• **What the exercise asks**: What lines in the following entries hold the word "DatabaseProvider"? Copy each one.

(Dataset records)
-*-

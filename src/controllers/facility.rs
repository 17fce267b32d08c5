//! Controllers for facilities and their moderation

use axum::Json;
use axum::extract::{Path, Query, State};
use axum::response::NoContent;
use validator::Validate;

use crate::models::{
	Booking,
	Facility,
	FacilityFilter,
	ProfileRole,
	UpdateFacility,
};
use crate::qr::CheckInCode;
use crate::schemas::facility::{
	CheckInCodeResponse,
	CreateFacilityRequest,
	FacilitySearchResult,
	RejectFacilityRequest,
};
use crate::schemas::pagination::{PaginationOptions, PaginationResponse};
use crate::session::{AdminSession, ProviderSession};
use crate::{DbPool, Error};

/// Check that a provider session may manage the given facility
///
/// Admins may manage any facility
fn assert_manages(
	facility: &Facility,
	session: &ProviderSession,
) -> Result<(), Error> {
	if session.data.role != ProfileRole::Admin
		&& facility.created_by != session.data.profile_id
	{
		return Err(Error::Forbidden);
	}

	Ok(())
}

/// Search the approved facility catalog
#[instrument(skip(pool))]
pub(crate) async fn search_facilities(
	State(pool): State<DbPool>,
	Query(f_filter): Query<FacilityFilter>,
	Query(p_opts): Query<PaginationOptions>,
) -> Result<Json<PaginationResponse<Vec<FacilitySearchResult>>>, Error> {
	let conn = pool.get().await?;
	let (total, hits) = Facility::search(f_filter, p_opts, &conn).await?;

	p_opts.check_bounds(total)?;

	let hits = hits
		.into_iter()
		.map(|(facility, meters)| FacilitySearchResult::new(facility, meters))
		.collect();

	Ok(Json(p_opts.paginate(total, hits)))
}

/// Get a single approved facility
#[instrument(skip(pool))]
pub(crate) async fn get_facility(
	State(pool): State<DbPool>,
	Path(f_id): Path<i32>,
) -> Result<Json<Facility>, Error> {
	let conn = pool.get().await?;
	let facility = Facility::get_approved_by_id(f_id, &conn).await?;

	Ok(Json(facility))
}

/// Register a new facility, to be approved by an admin before it becomes
/// visible
#[instrument(skip(pool, request))]
pub(crate) async fn create_facility(
	session: ProviderSession,
	State(pool): State<DbPool>,
	Json(request): Json<CreateFacilityRequest>,
) -> Result<Json<Facility>, Error> {
	request.validate()?;

	let conn = pool.get().await?;
	let facility = request
		.into_new_facility(session.data.profile_id)
		.insert(&conn)
		.await?;

	Ok(Json(facility))
}

/// Update an owned facility
#[instrument(skip(pool, update))]
pub(crate) async fn update_facility(
	session: ProviderSession,
	State(pool): State<DbPool>,
	Path(f_id): Path<i32>,
	Json(update): Json<UpdateFacility>,
) -> Result<Json<Facility>, Error> {
	let conn = pool.get().await?;

	let facility = Facility::get_by_id(f_id, &conn).await?;
	assert_manages(&facility, &session)?;

	let facility = update.apply_to(f_id, &conn).await?;

	Ok(Json(facility))
}

/// Delete an owned facility and its rooms
#[instrument(skip(pool))]
pub(crate) async fn delete_facility(
	session: ProviderSession,
	State(pool): State<DbPool>,
	Path(f_id): Path<i32>,
) -> Result<NoContent, Error> {
	let conn = pool.get().await?;

	let facility = Facility::get_by_id(f_id, &conn).await?;
	assert_manages(&facility, &session)?;

	Facility::delete_by_id(f_id, &conn).await?;

	Ok(NoContent)
}

/// Get all facilities owned by the current provider, whatever their
/// moderation status
#[instrument(skip(pool))]
pub(crate) async fn get_my_facilities(
	session: ProviderSession,
	State(pool): State<DbPool>,
) -> Result<Json<Vec<Facility>>, Error> {
	let conn = pool.get().await?;
	let facilities =
		Facility::for_provider(session.data.profile_id, &conn).await?;

	Ok(Json(facilities))
}

/// Get the signed check-in code payload of an owned facility
#[instrument(skip(pool))]
pub(crate) async fn get_facility_code(
	session: ProviderSession,
	State(pool): State<DbPool>,
	Path(f_id): Path<i32>,
) -> Result<Json<CheckInCodeResponse>, Error> {
	let conn = pool.get().await?;

	let facility = Facility::get_by_id(f_id, &conn).await?;
	assert_manages(&facility, &session)?;

	let payload = CheckInCode::issue(facility.id, &facility.code_secret);

	Ok(Json(CheckInCodeResponse { payload }))
}

/// Get the bookings of an owned facility, newest first
#[instrument(skip(pool))]
pub(crate) async fn get_facility_bookings(
	session: ProviderSession,
	State(pool): State<DbPool>,
	Path(f_id): Path<i32>,
) -> Result<Json<Vec<Booking>>, Error> {
	let conn = pool.get().await?;

	let facility = Facility::get_by_id(f_id, &conn).await?;
	assert_manages(&facility, &session)?;

	let bookings = Booking::for_facility(f_id, &conn).await?;

	Ok(Json(bookings))
}

/// Get the moderation queue of pending facilities
#[instrument(skip(pool))]
pub(crate) async fn get_pending_facilities(
	_session: AdminSession,
	State(pool): State<DbPool>,
) -> Result<Json<Vec<Facility>>, Error> {
	let conn = pool.get().await?;
	let facilities = Facility::get_pending(&conn).await?;

	Ok(Json(facilities))
}

/// Approve a pending facility
#[instrument(skip(pool))]
pub(crate) async fn approve_facility(
	_session: AdminSession,
	State(pool): State<DbPool>,
	Path(f_id): Path<i32>,
) -> Result<Json<Facility>, Error> {
	let conn = pool.get().await?;
	let facility = Facility::approve_by_id(f_id, &conn).await?;

	info!("approved facility {f_id}");

	Ok(Json(facility))
}

/// Reject a pending facility with a reason for its provider
#[instrument(skip(pool, request))]
pub(crate) async fn reject_facility(
	_session: AdminSession,
	State(pool): State<DbPool>,
	Path(f_id): Path<i32>,
	Json(request): Json<RejectFacilityRequest>,
) -> Result<Json<Facility>, Error> {
	request.validate()?;

	let conn = pool.get().await?;
	let facility = Facility::reject_by_id(f_id, request.reason, &conn).await?;

	info!("rejected facility {f_id}");

	Ok(Json(facility))
}
use std::sync::LazyLock;

use badmap::{DbConn, DbPool};
use deadpool_diesel::postgres::{Manager, Pool};
use diesel_migrations::{
	EmbeddedMigrations,
	MigrationHarness,
	embed_migrations,
};
use uuid::Uuid;

const MIGRATIONS: EmbeddedMigrations = embed_migrations!("./migrations");

/// Global test database provider
pub static DATABASE_PROVIDER: LazyLock<DatabaseProvider> =
	LazyLock::new(DatabaseProvider::new);

/// A RAII guard provider which generates temporary test databases
pub struct DatabaseProvider {
	base_url:  String,
	root_pool: DbPool,
}

/// A test database RAII guard
pub struct DatabaseGuard {
	root_conn:     DbConn,
	database_name: String,
	database_url:  String,
}

impl DatabaseProvider {
	fn new() -> Self {
		if Ok("true".to_string()) == std::env::var("CI") {
			tracing_subscriber::fmt()
				.pretty()
				.with_thread_names(true)
				.with_max_level(tracing::Level::DEBUG)
				.init();
		}

		let database_url = std::env::var("DATABASE_URL").unwrap();
		let (base_url, _) = database_url.rsplit_once('/').unwrap();
		let base_url = base_url.to_string();

		let manager = Manager::new(
			database_url.clone(),
			deadpool_diesel::Runtime::Tokio1,
		);

		let root_pool = Pool::builder(manager).build().unwrap();

		Self { base_url, root_pool }
	}

	/// Acquire a new [`DatabaseGuard`] for accessing a temporary test database
	///
	/// # Panics
	/// Panics if creating a database fails
	pub(crate) async fn acquire(&self) -> DatabaseGuard {
		let uuid = Uuid::new_v4().simple().to_string();
		let database_name = format!("test_{uuid}");
		let database_url = format!("{}/{}", self.base_url, database_name);

		let root_conn = self
			.root_pool
			.get()
			.await
			.expect("could not get root pool connection");

		let create_db_query = format!("CREATE DATABASE {database_name};");

		root_conn
			.interact(|conn| {
				use diesel::prelude::*;

				diesel::sql_query(create_db_query).execute(conn)
			})
			.await
			.expect("could not interact with root connection")
			.expect("could not create test database");

		DatabaseGuard { root_conn, database_name, database_url }
	}
}

impl DatabaseGuard {
	/// Create a new database pool for this test database guard
	///
	/// # Panics
	/// Panics if creation fails
	#[must_use]
	pub fn create_pool(&self) -> DbPool {
		let manager = Manager::new(
			self.database_url.clone(),
			deadpool_diesel::Runtime::Tokio1,
		);

		let pool = Pool::builder(manager).build().unwrap();

		futures::executor::block_on(async {
			let conn = pool.get().await.unwrap();
			conn.interact(|conn| {
				conn.run_pending_migrations(MIGRATIONS).map(|_| ())
			})
			.await
			.unwrap()
			.unwrap();
		});

		pool
	}
}

impl Drop for DatabaseGuard {
	fn drop(&mut self) {
		let drop_db_query =
			format!("DROP DATABASE {} WITH (FORCE);", self.database_name);

		futures::executor::block_on(async move {
			self.root_conn
				.interact(|conn| {
					use diesel::prelude::*;

					diesel::sql_query(drop_db_query).execute(conn)
				})
				.await
				.expect("could not interact with root connection")
				.expect("could not drop test database");
		});
	}
}
//! Request and response schemas

use serde::de::Visitor;

pub mod auth;
pub mod booking;
pub mod facility;
pub mod pagination;
pub mod review;
pub mod room;

/// A visitor for bounded u32 values.
struct BoundedU32Visitor {
	start: u32,
	end:   u32,
}

impl Visitor<'_> for BoundedU32Visitor {
	type Value = u32;

	/// The expected format for the value.
	fn expecting(&self, f: &mut std::fmt::Formatter) -> std::fmt::Result {
		write!(f, "a number between {} and {}", self.start, self.end)
	}

	/// Check if the value is within the specified bounds.
	fn visit_u32<E>(self, v: u32) -> Result<Self::Value, E>
	where
		E: serde::de::Error,
	{
		if (self.start..=self.end).contains(&v) {
			Ok(v)
		} else {
			Err(E::custom(format_args!(
				"invalid value: {v}, expected a number between {} and {}",
				self.start, self.end,
			)))
		}
	}
}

-*-

• **Written answer**:
pub static DATABASE_PROVIDER: LazyLock<DatabaseProvider> =
	LazyLock::new(DatabaseProvider::new);
pub struct DatabaseProvider {
impl DatabaseProvider {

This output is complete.